[MUD-Dev] MMORPGs & MUDs

Michael Tresca talien at toast.net
Sun Jan 13 10:54:16 CET 2002


Dave Rickey posted on Saturday, January 12, 2002 1:30 PM
>From: "Michael Tresca" <talien at toast.net>
>> Freeman, Jeff posted on Thursday, January 03, 2002 7:13 PM

<snip>

>> This goes back to having a chat line (ICQ, AIM) within the game,
>> as well as the ability to create social groups.  Players do it
>> ANYWAY.  It's not a secret.  No MMORPG should be without those
>> basic social supports that players create on their own.  By
>> keeping it in the game, it keeps the social group online, which
>> is of course part of retention.

> DAoC has chat support, including special channels for Guilds.  I
> agree that more closely binding the social structures into the
> game is a good idea, but my reasons are nefarious: The more
> closely bound the social structure is to the game, the less
> portable it is.  However, the community that is formed is
> independant of the game structure by nature, and if you bind it to
> the game you have to bind it in the form it would have taken
> *anyway*.  Dictate what form it should take, and communities that
> can't sustain that form simply won't exist.

Agreed and agreed.

>>> One of AC's core systems was designed to foster the creation of
>>> social groups.  I don't know how well it worked in practice, but
>>> I know the developers thought that important enough to make it a
>>> key component of their game.

>> Ah yes, the fabled pyramid game.  I won't go into here because I
>> haven't personally experienced it.  It does foster social groups,
>> so in the context of the discussion, I agree.

> Actually, I would point to AC's Allegiance system as an example of
> what *not* to do.  By trying to impose a particular form on the
> community, it actually stunted the natural community growth and
> weakened the social groupings.

I don't have personal experience with it to be able to comment on it
in depth.  I do know three players who are at the upper echelon of
their Allegiance.  It created something that sounds suspiciously
like work and having a boss (who makes money off of you) so I don't
find it personally appealing.

>> Yes.  I believe MMORPGs set the tone of the game.  If it's a hand
>> off setting with a level-based system, which by its nature
>> generates competition (in effect, trying to be higher level than
>> anyone else) or if it allows PK (directly conflict between
>> players), these settings discourage social groups as a
>> cooperative effort.  More likely, it turns into "soloers" trying
>> to get ahead.

> We could write a book on this point alone.  What it comes down to
> is that if group activities are more efficient means of
> accomplishing the goals, groups form.  The classic
> Tank/Nuker/Healer dependance triad is the simplest form of this.

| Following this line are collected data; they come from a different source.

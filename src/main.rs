//! # Pareto comparison CLI (`pareto`)
//!
//! ## Usage
//!
//! ```bash
//! pareto --config ./config/pareto.toml <command>
//! ```
//!
//! ## Commands
//!
//! | Command | Description |
//! |---------|-------------|
//! | `pareto init` | Create the SQLite database and run schema migrations |
//! | `pareto import <file.json>` | Load catalog records (products, variants, offers) |
//! | `pareto compare <request.json>` | Run one comparison and print the response JSON |
//! | `pareto serve` | Start the HTTP server |
//!
//! ## Examples
//!
//! ```bash
//! pareto --config ./config/pareto.toml init
//! pareto --config ./config/pareto.toml import ./demos/phones.json
//! pareto --config ./config/pareto.toml compare ./demos/request.json
//! pareto --config ./config/pareto.toml serve
//! ```

use clap::{Parser, Subcommand};
use std::path::PathBuf;
use std::sync::Arc;

use anyhow::Context;
use tokio_util::sync::CancellationToken;

use pareto_compare::compare::Comparator;
use pareto_compare::{config, import, logging, migrate, server, sqlite_catalog};
use pareto_core::models::ComparisonRequest;

/// Multi-criteria product comparison over a local catalog.
///
/// All commands accept a `--config` flag pointing to a TOML configuration
/// file. See `config/pareto.example.toml` for a full example.
#[derive(Parser)]
#[command(
    name = "pareto",
    about = "Pareto frontier product comparison: CLI and HTTP API",
    version
)]
struct Cli {
    /// Path to configuration file (TOML).
    #[arg(long, global = true, default_value = "./config/pareto.toml")]
    config: PathBuf,

    #[command(subcommand)]
    command: Commands,
}

#[derive(Subcommand)]
enum Commands {
    /// Initialize the database schema. Safe to run repeatedly.
    Init,

    /// Import catalog records from a JSON array file.
    ///
    /// Each record replaces the stored offers of its product/variant.
    Import {
        /// Path to the JSON file.
        file: PathBuf,
    },

    /// Compare the products of a category.
    ///
    /// Reads a comparison request (the `POST /compare` body) from a JSON
    /// file and prints the response.
    Compare {
        /// Path to the request JSON file.
        request: PathBuf,
    },

    /// Start the HTTP server.
    Serve,
}

#[tokio::main]
async fn main() -> anyhow::Result<()> {
    let cli = Cli::parse();

    let cfg = config::load_config(&cli.config)?;
    logging::init_tracing(&cfg.logging.level);

    match cli.command {
        Commands::Init => {
            migrate::run_migrations(&cfg).await?;
            println!("Database initialized successfully.");
        }
        Commands::Import { file } => {
            import::run_import(&cfg, &file).await?;
        }
        Commands::Compare { request } => {
            let content = std::fs::read_to_string(&request)
                .with_context(|| format!("Failed to read request file: {}", request.display()))?;
            let request: ComparisonRequest =
                serde_json::from_str(&content).with_context(|| "Failed to parse request file")?;

            let catalog = sqlite_catalog::open(&cfg).await?;
            let comparator = Comparator::from_config(&cfg, Arc::new(catalog));
            let cancel = CancellationToken::new();

            let response = tokio::time::timeout(
                cfg.server.request_timeout(),
                comparator.compare(&request, &cancel),
            )
            .await
            .with_context(|| "comparison timed out")??;

            println!("{}", serde_json::to_string_pretty(&response)?);
        }
        Commands::Serve => {
            server::run_server(&cfg).await?;
        }
    }

    Ok(())
}
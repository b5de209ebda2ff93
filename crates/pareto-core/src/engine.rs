//! Full comparison over extracted candidates: dominance, scoring, ranking,
//! limit, and the dominated-list cap.

use std::collections::HashMap;

use chrono::Utc;

use crate::dominance::compute_frontier;
use crate::error::CompareResult;
use crate::models::{CandidateItem, ComparisonResult, Criterion, ScoredItem};
use crate::rank::{rank, score_items};

/// Engine tuning, decoupled from application config.
#[derive(Debug, Clone)]
pub struct EngineOptions {
    /// Candidate count above which sort-and-sweep replaces the pairwise check.
    pub sweep_threshold: usize,
    /// Maximum number of dominated items returned.
    pub max_dominated: usize,
}

impl Default for EngineOptions {
    fn default() -> Self {
        Self {
            sweep_threshold: 256,
            max_dominated: 500,
        }
    }
}

/// Runs one comparison.
///
/// `limit` truncates the ranked frontier only. The dominated list is capped
/// by [`EngineOptions::max_dominated`], which sets `truncated`.
pub fn run(
    items: &[CandidateItem],
    criteria: &[Criterion],
    limit: Option<usize>,
    options: &EngineOptions,
) -> CompareResult<ComparisonResult> {
    let partition = compute_frontier(items, criteria, options.sweep_threshold)?;

    let dominators: HashMap<usize, Vec<String>> = partition
        .dominated
        .iter()
        .map(|d| {
            let keys = d
                .dominated_by
                .iter()
                .map(|&i| items[i].key().to_string())
                .collect();
            (d.index, keys)
        })
        .collect();

    let mut frontier: Vec<ScoredItem> = Vec::with_capacity(partition.frontier.len());
    let mut dominated: Vec<ScoredItem> = Vec::with_capacity(partition.dominated.len());

    for (index, mut scored) in score_items(items, criteria).into_iter().enumerate() {
        match dominators.get(&index) {
            Some(keys) => {
                scored.dominated_by = keys.clone();
                dominated.push(scored);
            }
            None => {
                scored.pareto_optimal = true;
                frontier.push(scored);
            }
        }
    }

    let mut frontier = rank(frontier, criteria);
    if let Some(limit) = limit {
        frontier.truncate(limit);
    }
    for (pos, scored) in frontier.iter_mut().enumerate() {
        scored.rank = Some(pos + 1);
    }

    let mut dominated = rank(dominated, criteria);
    let truncated = dominated.len() > options.max_dominated;
    dominated.truncate(options.max_dominated);

    Ok(ComparisonResult {
        criteria: criteria.to_vec(),
        pareto_frontier: frontier,
        dominated,
        total_candidates: items.len(),
        truncated,
        computed_at: Utc::now(),
    })
}
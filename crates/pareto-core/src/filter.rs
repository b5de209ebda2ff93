//! Candidate pre-filtering and best-offer selection.
//!
//! Runs before extraction so that brand, stock, retailer, and price-bound
//! filters shrink the candidate set the engine has to look at.
//!
//! # Rules
//!
//! - `brands` keeps records whose product brand is in the allow-list.
//! - `attributes` keeps records whose variant (else product) attribute equals
//!   every requested value. Numbers compare numerically, so `128` matches
//!   `"128GB"`; strings and booleans compare exactly.
//! - `inStockOnly`, `retailers`, `minPrice`, `maxPrice` discard offers.
//! - The best surviving offer (lowest shipping-inclusive total, then retailer
//!   id, then offer id) becomes the candidate's selected offer.
//! - With an offer-level filter active, records with no surviving offer are
//!   dropped; otherwise a record without offers is kept with no offer.

use std::cmp::Ordering;

use serde_json::Value;

use crate::extract::parse_numeric;
use crate::models::{Candidate, CandidateRecord, Filters, Offer};

pub fn select_candidates(records: Vec<CandidateRecord>, filters: &Filters) -> Vec<Candidate> {
    let offer_filtered = filters.has_offer_filters();

    records
        .into_iter()
        .filter(|r| brand_allowed(r, filters))
        .filter(|r| attributes_match(r, filters))
        .filter_map(|record| {
            let best = record
                .offers
                .iter()
                .filter(|o| offer_allowed(o, filters))
                .min_by(|a, b| compare_offers(a, b))
                .cloned();

            if best.is_none() && (offer_filtered || !record.offers.is_empty()) {
                return None;
            }

            Some(Candidate {
                product: record.product,
                variant: record.variant,
                offer: best,
            })
        })
        .collect()
}

fn brand_allowed(record: &CandidateRecord, filters: &Filters) -> bool {
    if filters.brands.is_empty() {
        return true;
    }
    match &record.product.brand {
        Some(brand) => filters.brands.iter().any(|b| b == brand),
        None => false,
    }
}

fn attributes_match(record: &CandidateRecord, filters: &Filters) -> bool {
    filters.attributes.iter().all(|(name, expected)| {
        record
            .variant
            .as_ref()
            .and_then(|v| v.attributes.get(name))
            .or_else(|| record.product.attributes.get(name))
            .is_some_and(|actual| attribute_equals(actual, expected))
    })
}

fn attribute_equals(actual: &Value, expected: &Value) -> bool {
    match expected {
        Value::Number(n) => match (n.as_f64(), parse_numeric(actual)) {
            (Some(want), Some(got)) => want == got,
            _ => false,
        },
        Value::String(want) => actual.as_str() == Some(want.as_str()),
        Value::Bool(want) => actual.as_bool() == Some(*want),
        _ => false,
    }
}

fn offer_allowed(offer: &Offer, filters: &Filters) -> bool {
    if !offer.price.is_finite() {
        return false;
    }
    if filters.in_stock_only && !offer.in_stock {
        return false;
    }
    if !filters.retailers.is_empty() && !filters.retailers.contains(&offer.retailer_id) {
        return false;
    }
    if let Some(min) = filters.min_price {
        if offer.price < min {
            return false;
        }
    }
    if let Some(max) = filters.max_price {
        if offer.price > max {
            return false;
        }
    }
    true
}

fn compare_offers(a: &Offer, b: &Offer) -> Ordering {
    a.total_price()
        .total_cmp(&b.total_price())
        .then_with(|| a.retailer_id.cmp(&b.retailer_id))
        .then_with(|| a.id.cmp(&b.id))
}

Sure, let's write a book! :)

>> However, I believe a lot of MMORPGs were not designed with any
>> particular philosophy in mind (I imagine this changed with DAoC,
>> though). That is, there's the general assumption that players
>> will just "work it out."  They won't work it out.  A stable
>> social system doesn't just start on a new game, it has to be
>> cultivated first, then the social supporters reinforce the
>> positive behavior and pass it on to newcomers, even as older
>> players leave.  This ensures a more stable social environment.
>> Throw in a million people, give them all virtual bodies they can
>> toss away at a moment's notice, and a point system for them to
>> accumulate power by killing things...well now you're just asking
>> for trouble.

> Okay, major conceptual break here.  You see, players *will* just
> "work it out", what they will work out depends on the challenge
> that is presented to them.  Social grouping is an emergent
> phenomenon, each individual in the grouping is not participating
> in the social grouping because he likes the other people in the
> grouping, he's participating because he has some goal he is
> pursuing that he needs the other people to achieve.  He may
> actively dislike the other members (as in some EQ "UberGuilds").

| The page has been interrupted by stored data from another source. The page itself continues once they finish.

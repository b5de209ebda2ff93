//! Criterion extraction: candidate → one optional number per criterion.
//!
//! Attribute lookup is a capability map from attribute name to a resolver
//! function. Price-domain attributes resolve from the selected offer; every
//! other name falls through to the variant's attributes and then the
//! product's. Missing, unparseable, or non-finite values resolve to `None`
//! ("unknown"), never to zero or infinity.
//!
//! # Built-in resolvers
//!
//! | Attribute | Value |
//! |-----------|-------|
//! | `price` | offer price |
//! | `totalPrice`, `total_price` | offer price + shipping (missing shipping = 0) |
//! | `shipping` | offer shipping |
//! | `discount`, `discountPercent` | `(originalPrice - price) / originalPrice × 100` |

use std::collections::HashMap;

use serde_json::Value;

use crate::models::{Candidate, CandidateItem, Criterion};

/// Resolves one attribute of a candidate.
pub type Resolver = fn(&Candidate) -> Option<f64>;

/// Name → resolver map with a generic attribute fallback.
#[derive(Clone)]
pub struct Extractor {
    resolvers: HashMap<String, Resolver>,
}

impl Extractor {
    /// An extractor with no named resolvers; every attribute uses the
    /// variant/product fallback.
    pub fn new() -> Self {
        Self {
            resolvers: HashMap::new(),
        }
    }

    /// An extractor with the price-domain resolvers registered.
    pub fn with_builtins() -> Self {
        let mut extractor = Self::new();
        extractor.register("price", resolve_price);
        extractor.register("totalPrice", resolve_total_price);
        extractor.register("total_price", resolve_total_price);
        extractor.register("shipping", resolve_shipping);
        extractor.register("discount", resolve_discount);
        extractor.register("discountPercent", resolve_discount);
        extractor
    }

    /// Registers (or replaces) the resolver for an attribute name.
    pub fn register(&mut self, name: impl Into<String>, resolver: Resolver) {
        self.resolvers.insert(name.into(), resolver);
    }

    pub fn resolve(&self, candidate: &Candidate, attribute: &str) -> Option<f64> {
        let value = match self.resolvers.get(attribute) {
            Some(resolver) => resolver(candidate),
            None => lookup_attribute(candidate, attribute),
        };
        value.filter(|v| v.is_finite())
    }

    /// Resolves every criterion for one candidate. Pure; the candidate is not modified.
    pub fn extract(&self, candidate: &Candidate, criteria: &[Criterion]) -> CandidateItem {
        CandidateItem {
            info: candidate.info(),
            values: criteria
                .iter()
                .map(|c| self.resolve(candidate, &c.attribute))
                .collect(),
        }
    }

    pub fn extract_all(&self, candidates: &[Candidate], criteria: &[Criterion]) -> Vec<CandidateItem> {
        candidates
            .iter()
            .map(|c| self.extract(c, criteria))
            .collect()
    }
}

impl Default for Extractor {
    fn default() -> Self {
        Self::with_builtins()
    }
}

fn resolve_price(c: &Candidate) -> Option<f64> {
    c.offer.as_ref().map(|o| o.price)
}

fn resolve_total_price(c: &Candidate) -> Option<f64> {
    c.offer.as_ref().map(|o| o.total_price())
}

fn resolve_shipping(c: &Candidate) -> Option<f64> {
    c.offer.as_ref().and_then(|o| o.shipping)
}

fn resolve_discount(c: &Candidate) -> Option<f64> {
    let offer = c.offer.as_ref()?;
    let original = offer.original_price?;
    if original <= 0.0 {
        return None;
    }
    Some((original - offer.price) / original * 100.0)
}

/// Variant attributes shadow product attributes.
fn lookup_attribute(c: &Candidate, attribute: &str) -> Option<f64> {
    c.variant
        .as_ref()
        .and_then(|v| v.attributes.get(attribute))
        .or_else(|| c.product.attributes.get(attribute))
        .and_then(parse_numeric)
}

/// Interprets a catalog attribute value as a number.
pub fn parse_numeric(value: &Value) -> Option<f64> {
    match value {
        Value::Number(n) => n.as_f64(),
        Value::Bool(b) => Some(if *b { 1.0 } else { 0.0 }),
        Value::String(s) => parse_quantity(s),
        _ => None,
    }
}

/// Parses a leading number with an optional unit suffix.
///
/// Data sizes are scaled to gigabytes (`"1TB"` → 1024, `"512 MB"` → 0.5);
/// other suffixes (`mAh`, `"`, `MP`, `EUR`) are ignored. Leading currency
/// symbols are skipped.
///
/// Thousands grouping by space, NBSP, `,` or `.` is accepted when every
/// group has three digits (`"12,345"`, `"1 299"`, `"1.299,99"`). A single
/// `,` not followed by exactly three digits is a decimal comma. Separators
/// that fit neither reading (`"1,2,3"`) give `None` rather than a guess.
pub fn parse_quantity(raw: &str) -> Option<f64> {
    let s = raw
        .trim()
        .trim_start_matches(|ch: char| CURRENCY_SYMBOLS.contains(&ch) || ch.is_whitespace());
    let (sign, s) = match s.strip_prefix('-') {
        Some(rest) => (-1.0, rest),
        None => (1.0, s.strip_prefix('+').unwrap_or(s)),
    };

    let chars: Vec<(usize, char)> = s.char_indices().collect();
    let mut digits = String::new();
    let mut split = s.len();
    for (n, &(i, ch)) in chars.iter().enumerate() {
        if ch.is_ascii_digit() || ch == '.' || ch == ',' {
            digits.push(ch);
        } else if is_group_space(ch)
            && digits.ends_with(|d: char| d.is_ascii_digit())
            && starts_with_group(&chars[n + 1..])
        {
            digits.push(' ');
        } else {
            split = i;
            break;
        }
    }

    let number = parse_grouped(&digits)?;

    let unit = s[split..].trim().to_ascii_uppercase();
    let scale = if unit.starts_with("TB") {
        1024.0
    } else if unit.starts_with("GB") {
        1.0
    } else if unit.starts_with("MB") {
        1.0 / 1024.0
    } else if unit.starts_with("KB") {
        1.0 / (1024.0 * 1024.0)
    } else {
        1.0
    };

    Some(sign * number * scale).filter(|v| v.is_finite())
}

const CURRENCY_SYMBOLS: &[char] = &['$', '€', '£', '¥', '₹'];

fn is_group_space(ch: char) -> bool {
    matches!(ch, ' ' | '\u{a0}' | '\u{202f}')
}

/// Exactly three digits, then something that is not a digit.
fn starts_with_group(rest: &[(usize, char)]) -> bool {
    rest.len() >= 3
        && rest[..3].iter().all(|(_, ch)| ch.is_ascii_digit())
        && rest.get(3).map_or(true, |(_, ch)| !ch.is_ascii_digit())
}

/// `1..=3` leading digits followed by groups of exactly three.
fn is_grouped(s: &str, separator: char) -> bool {
    let mut parts = s.split(separator);
    let head_ok = parts
        .next()
        .is_some_and(|p| (1..=3).contains(&p.len()) && p.bytes().all(|b| b.is_ascii_digit()));
    head_ok && parts.all(|p| p.len() == 3 && p.bytes().all(|b| b.is_ascii_digit()))
}

/// Resolves grouping and decimal separators in a run of digits, `.`, `,` and
/// group spaces (already checked to precede three-digit groups).
fn parse_grouped(digits: &str) -> Option<f64> {
    let digits = digits.replace(' ', "");
    if !digits.bytes().any(|b| b.is_ascii_digit()) {
        return None;
    }

    let normalized = match (digits.rfind('.'), digits.rfind(',')) {
        (None, None) => digits,
        // Both present: the last one is the decimal separator.
        (Some(dot), Some(comma)) => {
            let group = if dot > comma { ',' } else { '.' };
            let (int, frac) = digits.split_at(dot.max(comma));
            let frac = &frac[1..];
            if frac.contains(['.', ',']) || !is_grouped(int, group) {
                return None;
            }
            format!("{}.{}", int.replace(group, ""), frac)
        }
        (Some(_), None) => {
            if digits.matches('.').count() == 1 {
                digits
            } else if is_grouped(&digits, '.') {
                digits.replace('.', "")
            } else {
                return None;
            }
        }
        (None, Some(comma)) => {
            if digits.matches(',').count() > 1 {
                if !is_grouped(&digits, ',') {
                    return None;
                }
                digits.replace(',', "")
            } else if is_grouped(&digits, ',') && !digits.starts_with("0,") {
                digits.replace(',', "")
            } else {
                let (int, frac) = digits.split_at(comma);
                format!("{}.{}", int, &frac[1..])
            }
        }
    };

    normalized.parse().ok()
}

> In fact, you *need* to let the players just work it out, they'll
> find a better solution than you could.

I disagree.  Players will work it out, absolutely.  Their way.
Their game.  However they want.

Let me stress this: early adopters are NOT necessarily the people
you want establishing the tone of your game.

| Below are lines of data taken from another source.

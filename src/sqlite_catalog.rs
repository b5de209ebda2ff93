//! SQLite-backed [`Catalog`] implementation.
//!
//! A product without variants yields one record. A product with variants
//! yields one record per variant, plus a product-level record when offers
//! are attached to the product itself (`variant_id = ''`).
//!
//! Filters are not pushed into SQL; the comparator applies them after the
//! fetch.

use std::collections::BTreeMap;

use anyhow::{Context, Result};
use async_trait::async_trait;
use sqlx::{Row, SqlitePool};

use pareto_core::catalog::Catalog;
use pareto_core::models::{Attributes, CandidateRecord, Filters, Offer, Product, Variant};

pub struct SqliteCatalog {
    pool: SqlitePool,
}

impl SqliteCatalog {
    pub fn new(pool: SqlitePool) -> Self {
        Self { pool }
    }

    /// Inserts or replaces one record: the product row, the variant row when
    /// present, and the full offer set of that product/variant pair.
    pub async fn upsert_record(&self, record: &CandidateRecord) -> Result<()> {
        let now = chrono::Utc::now().timestamp();
        let product = &record.product;
        let mut tx = self.pool.begin().await?;

        sqlx::query(
            r#"
            INSERT INTO products (id, category_id, name, brand, attributes_json, updated_at)
            VALUES (?, ?, ?, ?, ?, ?)
            ON CONFLICT(id) DO UPDATE SET
                category_id = excluded.category_id,
                name = excluded.name,
                brand = excluded.brand,
                attributes_json = excluded.attributes_json,
                updated_at = excluded.updated_at
            "#,
        )
        .bind(&product.id)
        .bind(&product.category_id)
        .bind(&product.name)
        .bind(&product.brand)
        .bind(serde_json::to_string(&product.attributes)?)
        .bind(now)
        .execute(&mut *tx)
        .await?;

        let variant_id = match &record.variant {
            Some(variant) => {
                sqlx::query(
                    r#"
                    INSERT INTO variants (id, product_id, attributes_json)
                    VALUES (?, ?, ?)
                    ON CONFLICT(product_id, id) DO UPDATE SET
                        attributes_json = excluded.attributes_json
                    "#,
                )
                .bind(&variant.id)
                .bind(&product.id)
                .bind(serde_json::to_string(&variant.attributes)?)
                .execute(&mut *tx)
                .await?;
                variant.id.as_str()
            }
            None => "",
        };

        sqlx::query("DELETE FROM offers WHERE product_id = ? AND variant_id = ?")
            .bind(&product.id)
            .bind(variant_id)
            .execute(&mut *tx)
            .await?;

        for offer in &record.offers {
            sqlx::query(
                r#"
                INSERT INTO offers (id, product_id, variant_id, retailer_id, price,
                                    shipping, original_price, in_stock, updated_at)
                VALUES (?, ?, ?, ?, ?, ?, ?, ?, ?)
                "#,
            )
            .bind(&offer.id)
            .bind(&product.id)
            .bind(variant_id)
            .bind(&offer.retailer_id)
            .bind(offer.price)
            .bind(offer.shipping)
            .bind(offer.original_price)
            .bind(offer.in_stock)
            .bind(now)
            .execute(&mut *tx)
            .await?;
        }

        tx.commit().await?;
        Ok(())
    }
}

fn parse_attributes(raw: &str, owner: &str) -> Result<Attributes> {
    serde_json::from_str(raw).with_context(|| format!("invalid attributes_json for {}", owner))
}

#[async_trait]
impl Catalog for SqliteCatalog {
    async fn fetch_candidates(
        &self,
        category_id: &str,
        _filters: &Filters,
    ) -> Result<Vec<CandidateRecord>> {
        let product_rows = sqlx::query(
            "SELECT id, category_id, name, brand, attributes_json FROM products WHERE category_id = ? ORDER BY id",
        )
        .bind(category_id)
        .fetch_all(&self.pool)
        .await?;

        let variant_rows = sqlx::query(
            r#"
            SELECT v.id, v.product_id, v.attributes_json
            FROM variants v
            JOIN products p ON p.id = v.product_id
            WHERE p.category_id = ?
            ORDER BY v.product_id, v.id
            "#,
        )
        .bind(category_id)
        .fetch_all(&self.pool)
        .await?;

        let offer_rows = sqlx::query(
            r#"
            SELECT o.id, o.product_id, o.variant_id, o.retailer_id, o.price,
                   o.shipping, o.original_price, o.in_stock
            FROM offers o
            JOIN products p ON p.id = o.product_id
            WHERE p.category_id = ?
            ORDER BY o.product_id, o.variant_id, o.id
            "#,
        )
        .bind(category_id)
        .fetch_all(&self.pool)
        .await?;

        let mut variants: BTreeMap<String, Vec<Variant>> = BTreeMap::new();
        for row in &variant_rows {
            let id: String = row.get("id");
            let product_id: String = row.get("product_id");
            let attributes_json: String = row.get("attributes_json");
            let attributes = parse_attributes(&attributes_json, &format!("{}/{}", product_id, id))?;
            variants
                .entry(product_id)
                .or_default()
                .push(Variant { id, attributes });
        }

        let mut offers: BTreeMap<(String, String), Vec<Offer>> = BTreeMap::new();
        for row in &offer_rows {
            let product_id: String = row.get("product_id");
            let variant_id: String = row.get("variant_id");
            offers.entry((product_id, variant_id)).or_default().push(Offer {
                id: row.get("id"),
                retailer_id: row.get("retailer_id"),
                price: row.get("price"),
                shipping: row.get("shipping"),
                original_price: row.get("original_price"),
                in_stock: row.get("in_stock"),
            });
        }

        let mut records = Vec::new();
        for row in &product_rows {
            let id: String = row.get("id");
            let attributes_json: String = row.get("attributes_json");
            let product = Product {
                attributes: parse_attributes(&attributes_json, &id)?,
                id,
                name: row.get("name"),
                category_id: row.get("category_id"),
                brand: row.get("brand"),
            };

            let product_offers = offers.remove(&(product.id.clone(), String::new()));
            match variants.remove(&product.id) {
                None => records.push(CandidateRecord {
                    product,
                    variant: None,
                    offers: product_offers.unwrap_or_default(),
                }),
                Some(product_variants) => {
                    if let Some(product_offers) = product_offers {
                        records.push(CandidateRecord {
                            product: product.clone(),
                            variant: None,
                            offers: product_offers,
                        });
                    }
                    for variant in product_variants {
                        let variant_offers = offers
                            .remove(&(product.id.clone(), variant.id.clone()))
                            .unwrap_or_default();
                        records.push(CandidateRecord {
                            product: product.clone(),
                            variant: Some(variant),
                            offers: variant_offers,
                        });
                    }
                }
            }
        }

        Ok(records)
    }
}

/// Connects to the configured database and wraps it in a [`SqliteCatalog`].
pub async fn open(config: &crate::config::Config) -> Result<SqliteCatalog> {
    let pool = crate::db::connect(&config.db).await?;
    Ok(SqliteCatalog::new(pool))
}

This is VERY significant.  Early adopters may be twinks, they may be
goofballs, they may be whatever -- but if you do not make any effort
to help shape your cultural environment, early adopters shape it for
you.  Get the wrong "community hopping" from say, a purely PK MMORPG
filled with dudes, and you've just flushed your MMORPG down the
toilet for any other gaming style.  I've seen it happen on MUDs
before, on an obviously smaller scale.

If you are not actively involved with that early stage of your game,
you roll the dice and hope the dominant group is a group that is in
line with your game's vision.  I saw Ultima Online's vision being
much more complex than the roving group of PKers who laid waste to
everything that moved, including players.

>> Believe?  I'm sure it's easy enough to pay lip service to the
>> idea.  It's a whole 'nother thing to recognize that cultivating
>> viable social communities will require PEOPLE -- and thus money
>> -- to create.  Social communities cannot merely be coded into the
>> system.

> Nyet, nein, no, unh-uh.  Social communities form as a response to
> the challenges the developers code into the system, and the goals
> that players find to pursue within the system.  They cannot be
> formed in a vacuum with neat slots and heirarchies.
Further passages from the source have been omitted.